O custo de produção do leite no Rio Grande do Sul apresentou queda em fevereiro, indicando um alívio nos principais insumos utilizados nas propriedades rurais. No entanto, a redução não foi suficiente para equilibrar as contas dos produtores, diante da retração mais acentuada nos preços pagos pelo produto.
De acordo com dados divulgados pela Farsul, o Índice de Insumos para Produção de Leite Cru (ILC) registrou deflação de 2,7% no mês. O resultado foi impulsionado, principalmente, pela redução nos preços de commodities estratégicas para a atividade.
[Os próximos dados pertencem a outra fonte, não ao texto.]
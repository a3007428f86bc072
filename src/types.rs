//! Ticket records as served by the ticket REST API.

use std::fmt;

use jiff::Timestamp;
use serde::{Deserialize, Deserializer, Serialize, Serializer};

/// Name of the directory holding local ticketdesk state.
pub const TICKETDESK_DIR: &str = ".ticketdesk";

/// Stage of a ticket in the intake pipeline.
///
/// The backend sends the stage as a small integer, sometimes encoded as a
/// string (`"2"`). Values past the named stages are kept as-is.
#[derive(Debug, Clone, Copy, PartialEq, Eq, PartialOrd, Ord, Hash, Default)]
pub struct TicketStatus(u8);

impl TicketStatus {
    pub const CREATED: TicketStatus = TicketStatus(0);
    pub const CONNECTOR_ASSIGNED: TicketStatus = TicketStatus(1);
    pub const PRO_ASSIGNED: TicketStatus = TicketStatus(2);

    pub const fn new(stage: u8) -> Self {
        TicketStatus(stage)
    }

    pub const fn as_num(self) -> u8 {
        self.0
    }

    /// A connector has been assigned, so connector details are meaningful.
    pub fn has_connector(self) -> bool {
        self >= Self::CONNECTOR_ASSIGNED
    }

    /// A professional has been assigned, so pro details are meaningful.
    pub fn has_pro(self) -> bool {
        self >= Self::PRO_ASSIGNED
    }

    pub const fn label(self) -> &'static str {
        match self.0 {
            0 => "Created",
            1 => "Connector Assigned",
            2 => "Pro Assigned",
            _ => "In Progress",
        }
    }
}

impl fmt::Display for TicketStatus {
    fn fmt(&self, f: &mut fmt::Formatter<'_>) -> fmt::Result {
        write!(f, "{}", self.0)
    }
}

impl Serialize for TicketStatus {
    fn serialize<S: Serializer>(&self, serializer: S) -> Result<S::Ok, S::Error> {
        serializer.serialize_str(&self.0.to_string())
    }
}

impl<'de> Deserialize<'de> for TicketStatus {
    fn deserialize<D: Deserializer<'de>>(deserializer: D) -> Result<Self, D::Error> {
        #[derive(Deserialize)]
        #[serde(untagged)]
        enum Raw {
            Num(u8),
            Str(String),
        }

        match Raw::deserialize(deserializer)? {
            Raw::Num(n) => Ok(TicketStatus(n)),
            Raw::Str(s) => s
                .trim()
                .parse::<u8>()
                .map(TicketStatus)
                .map_err(|_| serde::de::Error::custom(format!("invalid ticket status '{s}'"))),
        }
    }
}

/// The customer who opened the ticket
#[derive(Debug, Clone, Default, PartialEq, Serialize, Deserialize)]
pub struct Owner {
    #[serde(default)]
    pub username: String,
    #[serde(default)]
    pub first_name: String,
    #[serde(default)]
    pub last_name: String,
}

impl Owner {
    pub fn full_name(&self) -> String {
        format!("{} {}", self.first_name, self.last_name)
    }
}

/// Contact details of the assigned professional
#[derive(Debug, Clone, Default, PartialEq, Serialize, Deserialize)]
pub struct ProDetail {
    #[serde(default)]
    pub first_name: String,
    #[serde(default)]
    pub last_name: String,
    #[serde(default)]
    pub company_name: Option<String>,
    #[serde(default)]
    pub phone_number: Option<String>,
    #[serde(default)]
    pub email: Option<String>,
    #[serde(default)]
    pub zip_address: Option<String>,
    #[serde(default)]
    pub address: Option<String>,
}

/// Contact details of the connector handling intake
#[derive(Debug, Clone, Default, PartialEq, Serialize, Deserialize)]
pub struct ConnectorDetail {
    #[serde(default)]
    pub first_name: String,
    #[serde(default)]
    pub last_name: String,
    #[serde(default)]
    pub phone_number: Option<String>,
    #[serde(default)]
    pub email: Option<String>,
}

/// A single appointment request moving through connector and pro stages
#[derive(Debug, Clone, PartialEq, Serialize, Deserialize)]
pub struct Ticket {
    pub id: u64,
    pub owner: Owner,
    pub created_at: Timestamp,
    pub ticket_status: TicketStatus,
    #[serde(default)]
    pub appointment_date: Option<Timestamp>,
    #[serde(default)]
    pub phone_number: String,
    #[serde(default)]
    pub intake_call_date: Option<Timestamp>,
    #[serde(default)]
    pub is_intake_call: bool,
    /// Id of the assigned professional
    #[serde(default)]
    pub pro: Option<u64>,
    #[serde(default)]
    pub pro_detail: Option<ProDetail>,
    #[serde(default)]
    pub connector_detail: Option<ConnectorDetail>,
}

/// One page of the ticket list endpoint
#[derive(Debug, Clone, Default, PartialEq, Serialize, Deserialize)]
pub struct TicketPage {
    pub results: Vec<Ticket>,
    /// Total number of tickets across all pages
    pub count: u64,
}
Entre os principais componentes do custo de produção, soja e milho apresentaram quedas de 4,2% e 2,4%, respectivamente, impactando diretamente os gastos com alimentação animal, como silagem e ração concentrada. Outros itens também contribuíram para a redução, como fertilizantes (-1,72%), combustíveis (-0,37%) e energia elétrica, que recuou 6,7% em função da sazonalidade típica do início do ano.
No acumulado de 2024, o índice já registra retração de 4,49%, em linha com indicadores macroeconômicos como o IGP-DI, da Fundação Getulio Vargas, apontando para um cenário mais amplo de desaceleração dos custos no setor agropecuário.
Apesar desse contexto, a rentabilidade da atividade leiteira segue pressionada. Isso porque os preços pagos ao produtor vêm caindo em ritmo mais acelerado do que os custos de produção.
Nos últimos 12 meses, enquanto o custo de produção recuou 7,7%, o valor recebido pelos produtores apresentou queda ainda mais significativa, de cerca de 20%. Esse descompasso tem reduzido as margens de lucro e aumentado a preocupação entre os produtores rurais do estado.